Bioethics Internship Seminar—Clinical Ethics HHE 5701
NOT OFFERED SPRING 2026
The Bioethics Program of the Center for Health Humanities and Ethics offers approximately ten undergraduate Clinical Ethics Internships each semester. This course, HHE 5701, is designed to provide students with experience in discerning and analyzing ethical issues as they arise in clinical settings. Each student will spend 3-4 hours per week on a clinical unit (the same unit throughout the semester) under the mentorship of a health care professional. Weekly seminar time will focus on the student’s reflections as a participant observer and on the ethical issues that commonly arise in health care. Students are expected to have basic background knowledge of common questions in bioethics and methods of analyzing those questions.
This program typically places students in such clinical services as: Neonatal ICU, HIV/AIDS Clinic, Cancer Center, Pediatric ICU, Pastoral Care, Palliative Care, Teen and Young Adult Center, Emergency Department, Organ Transplant, Advanced Heart Failure Program, Surgical/Trauma ICU, Medical ICU, and the Neurancy Neurological ICU. Each student is assigned a clinical mentor who is responsible for exposing the student to the practices and ethical problems of their field.
The course is led by Mary Faith Marshall, Director of the Center for Health Humanities and Ethics. The weekly seminar focuses on topics that transcend the borders of the different internship placements, such as: “doing” ethics in a clinical setting; the patient/surrogate decision maker experience; moral understandings in the clinical setting, the sociology of the modern hospital and clinical training; and the pragmatics of ethics and moral distress case consultation. Because the course is run as a seminar we look for applicants who can reliably make thoughtful contributions to class discussion.
Each student is required to thoroughly analyze the assigned readings, participate actively in class, and complete a research project focusing on a problem or issue presented during their internship.

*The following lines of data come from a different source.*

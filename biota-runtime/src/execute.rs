//! Instruction execution for the biota engine

use crate::config::Tunables;
use crate::error::Result;
use crate::lineage::LineageMarker;
use crate::memory::Memory;
use crate::operand::{resolve_address, resolve_value, Location};
use crate::process::Process;
use biota_spec::encoding::packed_field_add;
use biota_spec::{
    decode, register_index, wrap_address, AddressingMode, Instruction, Opcode, Operand, MEMORY_SIZE,
};
use rand::Rng;
use rand_chacha::ChaCha8Rng;

/// SYS command: set mutation rate to `arg / 1000`
pub const SYS_SET_MUTATION_RATE: i32 = 1;

/// SYS command: set the age limit to `arg`
pub const SYS_SET_MAX_AGE: i32 = 2;

/// Engine state an instruction may touch besides its own process
pub struct ExecContext<'a> {
    pub memory: &'a mut Memory,
    pub rng: &'a mut ChaCha8Rng,
    pub tunables: &'a mut Tunables,
    pub mutations: &'a mut u64,
}

impl ExecContext<'_> {
    /// Monitored write: the only path by which organisms change memory.
    ///
    /// With probability `mutation_rate` one uniformly chosen bit of `value`
    /// is flipped and the mutation counter incremented before the store.
    pub fn write(&mut self, addr: usize, value: i32, writer: LineageMarker) -> Result<()> {
        let target = wrap_address(addr as i64);
        let mut word = value as u32;
        if self.rng.gen::<f64>() < self.tunables.mutation_rate {
            let bit = self.rng.gen_range(0..32);
            word ^= 1 << bit;
            *self.mutations += 1;
        }
        self.memory.store(target, word, Some(writer))
    }
}

/// Where the instruction pointer goes after a turn
#[derive(Debug, Clone, Copy, PartialEq, Eq)]
pub enum Flow {
    /// ip + 1
    Next,
    /// ip + 2
    Skip,
    /// Absolute, already wrapped
    Jump(usize),
}

impl Flow {
    #[inline]
    pub fn next_ip(self, ip: usize) -> usize {
        match self {
            Flow::Next => wrap_address(ip as i64 + 1),
            Flow::Skip => wrap_address(ip as i64 + 2),
            Flow::Jump(target) => target,
        }
    }
}

/// Result of one executed instruction
#[derive(Debug, Clone, Copy, PartialEq, Eq)]
pub struct Outcome {
    pub flow: Flow,
    /// Start address of a requested child; the scheduler applies the cap
    pub spawn: Option<usize>,
}

impl Outcome {
    const NEXT: Outcome = Outcome {
        flow: Flow::Next,
        spawn: None,
    };

    fn flow(flow: Flow) -> Self {
        Outcome { flow, spawn: None }
    }
}

/// Fetch, decode and execute the word at the process's instruction pointer
pub fn step_process(process: &mut Process, ctx: &mut ExecContext<'_>) -> Result<Outcome> {
    let word = ctx.memory.read(process.ip)?;
    execute(&decode(word), process, ctx)
}

/// Execute a single instruction. Does not move the instruction pointer.
pub fn execute(
    inst: &Instruction,
    process: &mut Process,
    ctx: &mut ExecContext<'_>,
) -> Result<Outcome> {
    let Some(opcode) = inst.opcode() else {
        return Ok(Outcome::NEXT);
    };

    let outcome = match opcode {
        Opcode::Nop => Outcome::NEXT,

        Opcode::Mov => {
            let value = resolve_value(process, inst.a, ctx.memory)?;
            write_destination(process, inst.b, ctx, |_| value)?;
            Outcome::NEXT
        }

        Opcode::Add => {
            let value = resolve_value(process, inst.a, ctx.memory)?;
            write_destination(process, inst.b, ctx, |current| current.wrapping_add(value))?;
            Outcome::NEXT
        }

        Opcode::Sub => {
            let value = resolve_value(process, inst.a, ctx.memory)?;
            write_destination(process, inst.b, ctx, |current| current.wrapping_sub(value))?;
            Outcome::NEXT
        }

        Opcode::Jmp => Outcome::flow(jump_target(process, inst.a)),

        Opcode::Jz => {
            if resolve_value(process, inst.b, ctx.memory)? == 0 {
                Outcome::flow(jump_target(process, inst.a))
            } else {
                Outcome::NEXT
            }
        }

        Opcode::Jnz => {
            if resolve_value(process, inst.b, ctx.memory)? != 0 {
                Outcome::flow(jump_target(process, inst.a))
            } else {
                Outcome::NEXT
            }
        }

        Opcode::Spwn => Outcome {
            flow: Flow::Next,
            spawn: resolve_address(process, inst.a).cell(),
        },

        Opcode::Seq => {
            let a = resolve_value(process, inst.a, ctx.memory)?;
            let b = resolve_value(process, inst.b, ctx.memory)?;
            Outcome::flow(if a == b { Flow::Skip } else { Flow::Next })
        }

        Opcode::Sne => {
            let a = resolve_value(process, inst.a, ctx.memory)?;
            let b = resolve_value(process, inst.b, ctx.memory)?;
            Outcome::flow(if a != b { Flow::Skip } else { Flow::Next })
        }

        Opcode::Rand => {
            let value = ctx.rng.gen_range(0..MEMORY_SIZE as i32);
            write_destination(process, inst.b, ctx, |_| value)?;
            Outcome::NEXT
        }

        Opcode::Sys => {
            let command = resolve_value(process, inst.a, ctx.memory)?;
            let argument = resolve_value(process, inst.b, ctx.memory)?;
            system_call(command, argument, ctx.tunables);
            Outcome::NEXT
        }

        Opcode::Addf => {
            let value = resolve_value(process, inst.a, ctx.memory)?;
            write_destination(process, inst.b, ctx, |current| {
                packed_field_add(current as u32, value as u32) as i32
            })?;
            Outcome::NEXT
        }

        Opcode::Die => {
            process.kill();
            Outcome::NEXT
        }
    };

    Ok(outcome)
}

fn jump_target(process: &Process, operand: Operand) -> Flow {
    match resolve_address(process, operand).cell() {
        Some(target) => Flow::Jump(target),
        None => Flow::Next,
    }
}

/// Destination handling shared by MOV, ADD, SUB, RAND and ADDF.
///
/// A register operand is updated in place. A memory operand goes through the
/// monitored write. An immediate operand discards the result.
fn write_destination<F>(
    process: &mut Process,
    dst: Operand,
    ctx: &mut ExecContext<'_>,
    compute: F,
) -> Result<()>
where
    F: FnOnce(i32) -> i32,
{
    if dst.mode == AddressingMode::Register {
        let reg = &mut process.registers[register_index(dst.value)];
        *reg = compute(*reg);
        return Ok(());
    }

    match resolve_address(process, dst) {
        Location::Cell(addr) => {
            let current = ctx.memory.read(addr)? as i32;
            ctx.write(addr, compute(current), process.marker)
        }
        Location::Immediate | Location::Register => Ok(()),
    }
}

fn system_call(command: i32, argument: i32, tunables: &mut Tunables) {
    match command {
        SYS_SET_MUTATION_RATE => {
            let rate = f64::from(argument.clamp(0, 1000)) / 1000.0;
            tunables.set_mutation_rate(rate);
            tracing::debug!(rate, "SYS: mutation rate changed");
        }
        SYS_SET_MAX_AGE => {
            let max_age = argument.max(0) as u64;
            tunables.set_max_age(max_age);
            tracing::debug!(max_age, "SYS: max age changed");
        }
        _ => {}
    }
}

Preference will be given to graduating 4th years who are minoring in Health, Ethics, and Society (formerly Bioethics), doing an interdisciplinary major, or who have done well in one or more upper level bioethics electives. It is rare for 3rd years to gain admission; such students need to present special circumstances.
Entrance to this internship program is by application only. Because course enrollment is limited and traditionally has more applicants than can be accommodated, your acceptance in the course means that someone else has been denied access. Do not apply unless you are committed to taking the course.